● Aim of the task: Output all records below verbatim.
--- Extracted material Enclosed Below ---
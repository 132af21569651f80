//! Structured error types shared across the difsweep crates.

use std::collections::BTreeMap;
use std::fmt::{self, Display};

use serde::{Deserialize, Serialize};
use thiserror::Error;

/// Structured payload attached to every [`SweepError`] variant.
#[derive(Debug, Clone, PartialEq, Eq, Serialize, Deserialize)]
pub struct ErrorInfo {
    /// Stable machine readable error code.
    pub code: String,
    /// Human readable diagnostic message.
    pub message: String,
    /// Contextual key value pairs (section names, paths, tokens).
    #[serde(default)]
    pub context: BTreeMap<String, String>,
    /// Optional hint that may help the caller resolve the issue.
    #[serde(skip_serializing_if = "Option::is_none")]
    pub hint: Option<String>,
}

impl ErrorInfo {
    /// Creates a new error payload with the provided code and message.
    pub fn new(code: impl Into<String>, message: impl Into<String>) -> Self {
        Self {
            code: code.into(),
            message: message.into(),
            context: BTreeMap::new(),
            hint: None,
        }
    }

    /// Adds a context entry to the payload.
    pub fn with_context(mut self, key: impl Into<String>, value: impl Into<String>) -> Self {
        self.context.insert(key.into(), value.into());
        self
    }

    /// Sets a human readable hint for remediation.
    pub fn with_hint(mut self, hint: impl Into<String>) -> Self {
        self.hint = Some(hint.into());
        self
    }
}

/// Canonical error type for the sweep harness.
///
/// Stage sub-phase failures are deliberately absent: they are captured as
/// data (`StageOutcome::Failure`) and never abort a sweep. Every variant
/// here is fatal to the sweep as a whole.
#[derive(Debug, Clone, PartialEq, Eq, Serialize, Deserialize, Error)]
#[serde(tag = "family", content = "detail")]
pub enum SweepError {
    /// Missing config section or key.
    #[error("config error: {0}")]
    Config(ErrorInfo),
    /// Malformed parameter token.
    #[error("value error: {0}")]
    Value(ErrorInfo),
    /// Filesystem failure: output table, project inputs, config files.
    #[error("io error: {0}")]
    Io(ErrorInfo),
    /// Post-success artifact export failure.
    #[error("export error: {0}")]
    Export(ErrorInfo),
}

impl Display for ErrorInfo {
    fn fmt(&self, f: &mut fmt::Formatter<'_>) -> fmt::Result {
        write!(f, "{} (code: {})", self.message, self.code)?;
        if !self.context.is_empty() {
            write!(f, " | context: [")?;
            for (idx, (key, value)) in self.context.iter().enumerate() {
                if idx > 0 {
                    write!(f, ", ")?;
                }
                write!(f, "{key}={value}")?;
            }
            write!(f, "]")?;
        }
        if let Some(hint) = &self.hint {
            write!(f, " | hint: {hint}")?;
        }
        Ok(())
    }
}

impl SweepError {
    /// Returns a reference to the payload describing the error.
    pub fn info(&self) -> &ErrorInfo {
        match self {
            SweepError::Config(info)
            | SweepError::Value(info)
            | SweepError::Io(info)
            | SweepError::Export(info) => info,
        }
    }
}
--- End of Enclosed Extracted material ---
● Task response:
repository 132af21569651f80
//! Structured error types shared across the difsweep crates.

use std::collections::BTreeMap;
use std::fmt::{self, Display};

use serde::{Deserialize, Serialize};
use thiserror::Error;

/// Structured payload attached to every [`SweepError`] variant.
#[derive(Debug, Clone, PartialEq, Eq, Serialize, Deserialize)]
pub struct ErrorInfo {
    /// Stable machine readable error code.
    pub code: String,
    /// Human readable diagnostic message.
    pub message: String,
    /// Contextual key value pairs (section names, paths, tokens).
    #[serde(default)]
    pub context: BTreeMap<String, String>,
    /// Optional hint that may help the caller resolve the issue.
    #[serde(skip_serializing_if = "Option::is_none")]
    pub hint: Option<String>,
}

impl ErrorInfo {
    /// Creates a new error payload with the provided code and message.
    pub fn new(code: impl Into<String>, message: impl Into<String>) -> Self {
        Self {
            code: code.into(),
            message: message.into(),
            context: BTreeMap::new(),
            hint: None,
        }
    }

    /// Adds a context entry to the payload.
    pub fn with_context(mut self, key: impl Into<String>, value: impl Into<String>) -> Self {
        self.context.insert(key.into(), value.into());
        self
    }

    /// Sets a human readable hint for remediation.
    pub fn with_hint(mut self, hint: impl Into<String>) -> Self {
        self.hint = Some(hint.into());
        self
    }
}

/// Canonical error type for the sweep harness.
///
/// Stage sub-phase failures are deliberately absent: they are captured as
/// data (`StageOutcome::Failure`) and never abort a sweep. Every variant
/// here is fatal to the sweep as a whole.
#[derive(Debug, Clone, PartialEq, Eq, Serialize, Deserialize, Error)]
#[serde(tag = "family", content = "detail")]
pub enum SweepError {
    /// Missing config section or key.
    #[error("config error: {0}")]
    Config(ErrorInfo),
    /// Malformed parameter token.
    #[error("value error: {0}")]
    Value(ErrorInfo),
    /// Filesystem failure: output table, project inputs, config files.
    #[error("io error: {0}")]
    Io(ErrorInfo),
    /// Post-success artifact export failure.
    #[error("export error: {0}")]
    Export(ErrorInfo),
}

impl Display for ErrorInfo {
    fn fmt(&self, f: &mut fmt::Formatter<'_>) -> fmt::Result {
        write!(f, "{} (code: {})", self.message, self.code)?;
        if !self.context.is_empty() {
            write!(f, " | context: [")?;
            for (idx, (key, value)) in self.context.iter().enumerate() {
                if idx > 0 {
                    write!(f, ", ")?;
                }
                write!(f, "{key}={value}")?;
            }
            write!(f, "]")?;
        }
        if let Some(hint) = &self.hint {
            write!(f, " | hint: {hint}")?;
        }
        Ok(())
    }
}

impl SweepError {
    /// Returns a reference to the payload describing the error.
    pub fn info(&self) -> &ErrorInfo {
        match self {
            SweepError::Config(info)
            | SweepError::Value(info)
            | SweepError::Io(info)
            | SweepError::Export(info) => info,
        }
    }
}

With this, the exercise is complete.